[Dataset entries]
━━━━━━
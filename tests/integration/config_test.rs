//! Configuration integration tests.
//!
//! Load connection profiles from disk and turn them into descriptors.

use std::io::Write;

use olap_bridge::config::Config;
use olap_bridge::connection::Credential;
use olap_bridge::error::BridgeError;
use pretty_assertions::assert_eq;

const CONFIG: &str = r#"
[defaults]
output = "csv"

[connections.default]
server = "olap01"
database = "AdventureWorks"

[connections.prod]
server = "https://olap.example.com/xmla"
database = "Finance"
username = "reader"
password = "p;ss=word"

[connections.prod.flags]
"Connect Timeout" = "30"
"Application Name" = "olap-bridge"

[connections.broken]
server = "olap01"
database = "Finance"

[connections.broken.flags]
"Data Source" = "elsewhere"
"#;

fn write_config() -> tempfile::NamedTempFile {
    let mut file = tempfile::NamedTempFile::new().unwrap();
    file.write_all(CONFIG.as_bytes()).unwrap();
    file
}

#[test]
fn test_named_connection_to_connection_string() {
    let file = write_config();
    let config = Config::load_from_file(file.path()).unwrap();

    let descriptor = config
        .get_connection(Some("prod"))
        .unwrap()
        .to_descriptor()
        .unwrap();

    assert_eq!(
        descriptor.connection_string(),
        "Provider=MSOLAP;Data Source=https://olap.example.com/xmla;Initial Catalog=Finance;\
         User ID=reader;Password=\"p;ss=word\";Persist Security Info=True;\
         Impersonation Level=Impersonate;Application Name=olap-bridge;Connect Timeout=30"
    );
    assert!(!descriptor.display_string().contains("p;ss=word"));
}

#[test]
fn test_default_connection_is_integrated() {
    let file = write_config();
    let config = Config::load_from_file(file.path()).unwrap();

    let descriptor = config.get_connection(None).unwrap().to_descriptor().unwrap();
    assert_eq!(descriptor.credential(), &Credential::Integrated);
    assert_eq!(config.defaults.output.as_deref(), Some("csv"));
}

#[test]
fn test_reserved_flag_is_rejected() {
    let file = write_config();
    let config = Config::load_from_file(file.path()).unwrap();

    let err = config
        .get_connection(Some("broken"))
        .unwrap()
        .to_descriptor()
        .unwrap_err();
    assert!(matches!(err, BridgeError::InvalidConfiguration(_)));
}
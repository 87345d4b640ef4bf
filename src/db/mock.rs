//! Mock engine client for testing.
//!
//! Provides an in-memory tabular model: tables with native-typed columns,
//! rows that `EVALUATE <table>` returns, and an external "source" that
//! processing reloads from. Failures can be injected, and open sessions are
//! counted so tests can check that every session is closed.

use async_trait::async_trait;
use std::collections::{HashMap, VecDeque};
use std::sync::atomic::{AtomicUsize, Ordering};
use std::sync::{Arc, Mutex, MutexGuard};

use super::{
    ManagementSession, NativeCell, NativeColumn, NativeEngineClient, NativeRow, NativeType,
    QuerySession,
};
use crate::connection::ConnectionDescriptor;
use crate::error::{BridgeError, Result};
use crate::processing::{ProcessTarget, ProcessingMode};

/// A table in the mock model.
#[derive(Debug, Clone)]
pub struct MockTable {
    name: String,
    columns: Vec<(String, NativeType)>,
    rows: Vec<NativeRow>,
    source: Option<Vec<NativeRow>>,
    partitions: Vec<String>,
}

impl MockTable {
    /// Creates an empty table.
    pub fn new(name: impl Into<String>) -> Self {
        Self {
            name: name.into(),
            columns: Vec::new(),
            rows: Vec::new(),
            source: None,
            partitions: Vec::new(),
        }
    }

    /// Adds a column with a native type name such as `xsd:decimal`.
    pub fn with_column(mut self, name: impl Into<String>, native_type: &str) -> Self {
        self.columns.push((name.into(), NativeType::new(native_type)));
        self
    }

    /// Adds an `xsd:long` column.
    pub fn with_integer_column(self, name: impl Into<String>) -> Self {
        self.with_column(name, "xsd:long")
    }

    /// Sets the current rows.
    pub fn with_rows<I, R, C>(mut self, rows: I) -> Self
    where
        I: IntoIterator<Item = R>,
        R: IntoIterator<Item = C>,
        C: Into<NativeCell>,
    {
        self.rows = collect_rows(rows);
        self
    }

    /// Sets the rows the external source provides on the next refresh.
    pub fn with_source_rows<I, R, C>(mut self, rows: I) -> Self
    where
        I: IntoIterator<Item = R>,
        R: IntoIterator<Item = C>,
        C: Into<NativeCell>,
    {
        self.source = Some(collect_rows(rows));
        self
    }

    /// Declares a partition of the table.
    pub fn with_partition(mut self, name: impl Into<String>) -> Self {
        self.partitions.push(name.into());
        self
    }

    fn native_columns(&self) -> Vec<NativeColumn> {
        self.columns
            .iter()
            .map(|(column, ty)| {
                NativeColumn::new(format!("{}[{}]", self.name, column), ty.clone())
            })
            .collect()
    }

    fn refresh(&mut self, mode: ProcessingMode) {
        let source = self.source.clone();
        match mode {
            ProcessingMode::Full | ProcessingMode::DataOnly => {
                if let Some(rows) = source {
                    self.rows = rows;
                }
            }
            ProcessingMode::Add => {
                if let Some(rows) = source {
                    self.rows.extend(rows);
                }
            }
            ProcessingMode::Clear => self.rows.clear(),
            ProcessingMode::Automatic => {
                if self.rows.is_empty() {
                    if let Some(rows) = source {
                        self.rows = rows;
                    }
                }
            }
            ProcessingMode::Calculate => {}
        }
    }
}

fn collect_rows<I, R, C>(rows: I) -> Vec<NativeRow>
where
    I: IntoIterator<Item = R>,
    R: IntoIterator<Item = C>,
    C: Into<NativeCell>,
{
    rows.into_iter()
        .map(|row| row.into_iter().map(Into::into).collect())
        .collect()
}

#[derive(Debug, Clone)]
struct CannedQuery {
    columns: Vec<NativeColumn>,
    rows: Vec<NativeRow>,
}

#[derive(Debug, Default)]
struct MockState {
    databases: HashMap<String, Vec<MockTable>>,
    queries: HashMap<String, CannedQuery>,
    connect_error: Option<String>,
    processing_error: Option<String>,
}

impl MockState {
    fn database(&self, name: &str) -> Option<&Vec<MockTable>> {
        self.databases
            .iter()
            .find(|(db, _)| db.eq_ignore_ascii_case(name))
            .map(|(_, tables)| tables)
    }

    fn database_mut(&mut self, name: &str) -> Option<&mut Vec<MockTable>> {
        self.databases
            .iter_mut()
            .find(|(db, _)| db.eq_ignore_ascii_case(name))
            .map(|(_, tables)| tables)
    }
}

fn find_table<'a>(tables: &'a [MockTable], name: &str) -> Option<&'a MockTable> {
    tables.iter().find(|t| t.name.eq_ignore_ascii_case(name))
}

/// An in-memory engine client.
#[derive(Debug, Clone, Default)]
pub struct MockEngineClient {
    state: Arc<Mutex<MockState>>,
    opened: Arc<AtomicUsize>,
    closed: Arc<AtomicUsize>,
}

impl MockEngineClient {
    /// Creates a client with no databases.
    pub fn new() -> Self {
        Self::default()
    }

    /// Adds a table to a database, creating the database if needed.
    pub fn with_table(self, database: impl Into<String>, table: MockTable) -> Self {
        self.lock()
            .databases
            .entry(database.into())
            .or_default()
            .push(table);
        self
    }

    /// Registers a fixed result for an exact query text.
    pub fn with_query<I, R, C>(self, query: &str, columns: &[(&str, &str)], rows: I) -> Self
    where
        I: IntoIterator<Item = R>,
        R: IntoIterator<Item = C>,
        C: Into<NativeCell>,
    {
        let canned = CannedQuery {
            columns: columns
                .iter()
                .map(|(name, ty)| NativeColumn::new(*name, NativeType::new(ty)))
                .collect(),
            rows: collect_rows(rows),
        };
        self.lock().queries.insert(query.trim().to_string(), canned);
        self
    }

    /// Makes every session open fail with the given message.
    pub fn fail_connect(self, message: impl Into<String>) -> Self {
        self.lock().connect_error = Some(message.into());
        self
    }

    /// Makes every refresh fail with the given engine message.
    pub fn fail_processing(self, message: impl Into<String>) -> Self {
        self.lock().processing_error = Some(message.into());
        self
    }

    /// Replaces the rows the external source will provide for a table.
    pub fn set_source_rows<I, R, C>(&self, database: &str, table: &str, rows: I)
    where
        I: IntoIterator<Item = R>,
        R: IntoIterator<Item = C>,
        C: Into<NativeCell>,
    {
        let rows = collect_rows(rows);
        let mut state = self.lock();
        if let Some(t) = state
            .database_mut(database)
            .and_then(|tables| tables.iter_mut().find(|t| t.name.eq_ignore_ascii_case(table)))
        {
            t.source = Some(rows);
        }
    }

    /// Current row count of a table.
    pub fn row_count(&self, database: &str, table: &str) -> Option<usize> {
        let state = self.lock();
        state
            .database(database)
            .and_then(|tables| find_table(tables, table))
            .map(|t| t.rows.len())
    }

    /// Sessions opened so far.
    pub fn sessions_opened(&self) -> usize {
        self.opened.load(Ordering::SeqCst)
    }

    /// Sessions opened but not yet closed.
    pub fn open_sessions(&self) -> usize {
        self.sessions_opened() - self.closed.load(Ordering::SeqCst)
    }

    fn lock(&self) -> MutexGuard<'_, MockState> {
        match self.state.lock() {
            Ok(guard) => guard,
            Err(poisoned) => poisoned.into_inner(),
        }
    }

    fn open(&self, descriptor: &ConnectionDescriptor) -> Result<SessionGuard> {
        if let Some(message) = &self.lock().connect_error {
            return Err(BridgeError::connection(message.clone()));
        }
        self.opened.fetch_add(1, Ordering::SeqCst);
        Ok(SessionGuard {
            client: self.clone(),
            database: descriptor.database().to_string(),
            closed: false,
        })
    }
}

/// Bookkeeping shared by both session kinds.
#[derive(Debug)]
struct SessionGuard {
    client: MockEngineClient,
    database: String,
    closed: bool,
}

impl SessionGuard {
    fn ensure_open(&self) -> Result<()> {
        if self.closed {
            return Err(BridgeError::internal("session is closed"));
        }
        Ok(())
    }

    fn close(&mut self) {
        if !self.closed {
            self.closed = true;
            self.client.closed.fetch_add(1, Ordering::SeqCst);
        }
    }
}

#[async_trait]
impl NativeEngineClient for MockEngineClient {
    async fn open_query_session(
        &self,
        descriptor: &ConnectionDescriptor,
    ) -> Result<Box<dyn QuerySession>> {
        if self.lock().database(descriptor.database()).is_none() {
            return Err(BridgeError::connection(format!(
                "Either the user does not have access to the '{}' database, or the database does not exist.",
                descriptor.database()
            )));
        }
        let guard = self.open(descriptor)?;
        Ok(Box::new(MockQuerySession {
            guard,
            columns: None,
            rows: VecDeque::new(),
        }))
    }

    async fn open_management_session(
        &self,
        descriptor: &ConnectionDescriptor,
    ) -> Result<Box<dyn ManagementSession>> {
        let guard = self.open(descriptor)?;
        Ok(Box::new(MockManagementSession { guard }))
    }
}

struct MockQuerySession {
    guard: SessionGuard,
    columns: Option<Vec<NativeColumn>>,
    rows: VecDeque<NativeRow>,
}

impl MockQuerySession {
    /// Answers a canned query, or `EVALUATE <table>`.
    fn answer(&self, query: &str) -> Result<CannedQuery> {
        let state = self.guard.client.lock();
        let query = query.trim();
        if let Some(canned) = state.queries.get(query) {
            return Ok(canned.clone());
        }

        let mut words = query.splitn(2, char::is_whitespace);
        let keyword = words.next().unwrap_or_default();
        if !keyword.eq_ignore_ascii_case("EVALUATE") {
            return Err(BridgeError::query(format!(
                "Query (1, 1) The syntax for '{keyword}' is incorrect. ({query})."
            )));
        }

        let name = words.next().unwrap_or_default().trim();
        let name = name.trim_matches('\'');
        let table = state
            .database(&self.guard.database)
            .and_then(|tables| find_table(tables, name))
            .ok_or_else(|| {
                BridgeError::query(format!(
                    "Query (1, 10) Failed to resolve name '{name}'. It is not a valid table, variable, or function name."
                ))
            })?;

        Ok(CannedQuery {
            columns: table.native_columns(),
            rows: table.rows.clone(),
        })
    }
}

#[async_trait]
impl QuerySession for MockQuerySession {
    async fn execute(&mut self, query: &str) -> Result<()> {
        self.guard.ensure_open()?;
        let answer = self.answer(query)?;
        self.columns = Some(answer.columns);
        self.rows = answer.rows.into();
        Ok(())
    }

    fn read_schema(&self) -> Result<Vec<NativeColumn>> {
        self.columns
            .clone()
            .ok_or_else(|| BridgeError::internal("no query has been executed"))
    }

    async fn read_row(&mut self) -> Result<Option<NativeRow>> {
        self.guard.ensure_open()?;
        // Let concurrent sessions interleave between rows
        tokio::task::yield_now().await;
        Ok(self.rows.pop_front())
    }

    async fn close(&mut self) -> Result<()> {
        self.rows.clear();
        self.guard.close();
        Ok(())
    }
}

struct MockManagementSession {
    guard: SessionGuard,
}

#[async_trait]
impl ManagementSession for MockManagementSession {
    async fn locate(&mut self, target: &ProcessTarget) -> Result<bool> {
        self.guard.ensure_open()?;
        let state = self.guard.client.lock();
        let Some(tables) = state.database(target.database()) else {
            return Ok(false);
        };
        Ok(match target {
            ProcessTarget::Database { .. } => true,
            ProcessTarget::Table { table, .. } => find_table(tables, table).is_some(),
            ProcessTarget::Partition {
                table, partition, ..
            } => find_table(tables, table).is_some_and(|t| {
                t.partitions
                    .iter()
                    .any(|p| p.eq_ignore_ascii_case(partition))
            }),
        })
    }

    async fn process_object(
        &mut self,
        target: &ProcessTarget,
        mode: ProcessingMode,
    ) -> Result<Vec<String>> {
        self.guard.ensure_open()?;
        let mut state = self.guard.client.lock();
        if let Some(message) = &state.processing_error {
            return Err(BridgeError::processing(message.clone()));
        }

        let tables = state
            .database_mut(target.database())
            .ok_or_else(|| BridgeError::object_not_found(target.to_string()))?;
        match target.table() {
            None => tables.iter_mut().for_each(|t| t.refresh(mode)),
            Some(name) => {
                let table = tables
                    .iter_mut()
                    .find(|t| t.name.eq_ignore_ascii_case(name))
                    .ok_or_else(|| BridgeError::object_not_found(target.to_string()))?;
                table.refresh(mode);
            }
        }
        Ok(Vec::new())
    }

    async fn close(&mut self) -> Result<()> {
        self.guard.close();
        Ok(())
    }
}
━━━━━━
> **Work task**: Among the lines above, list those that contain the word "MockQuerySession".

> **Task solution**:
        Ok(Box::new(MockQuerySession {
struct MockQuerySession {
impl MockQuerySession {
impl QuerySession for MockQuerySession {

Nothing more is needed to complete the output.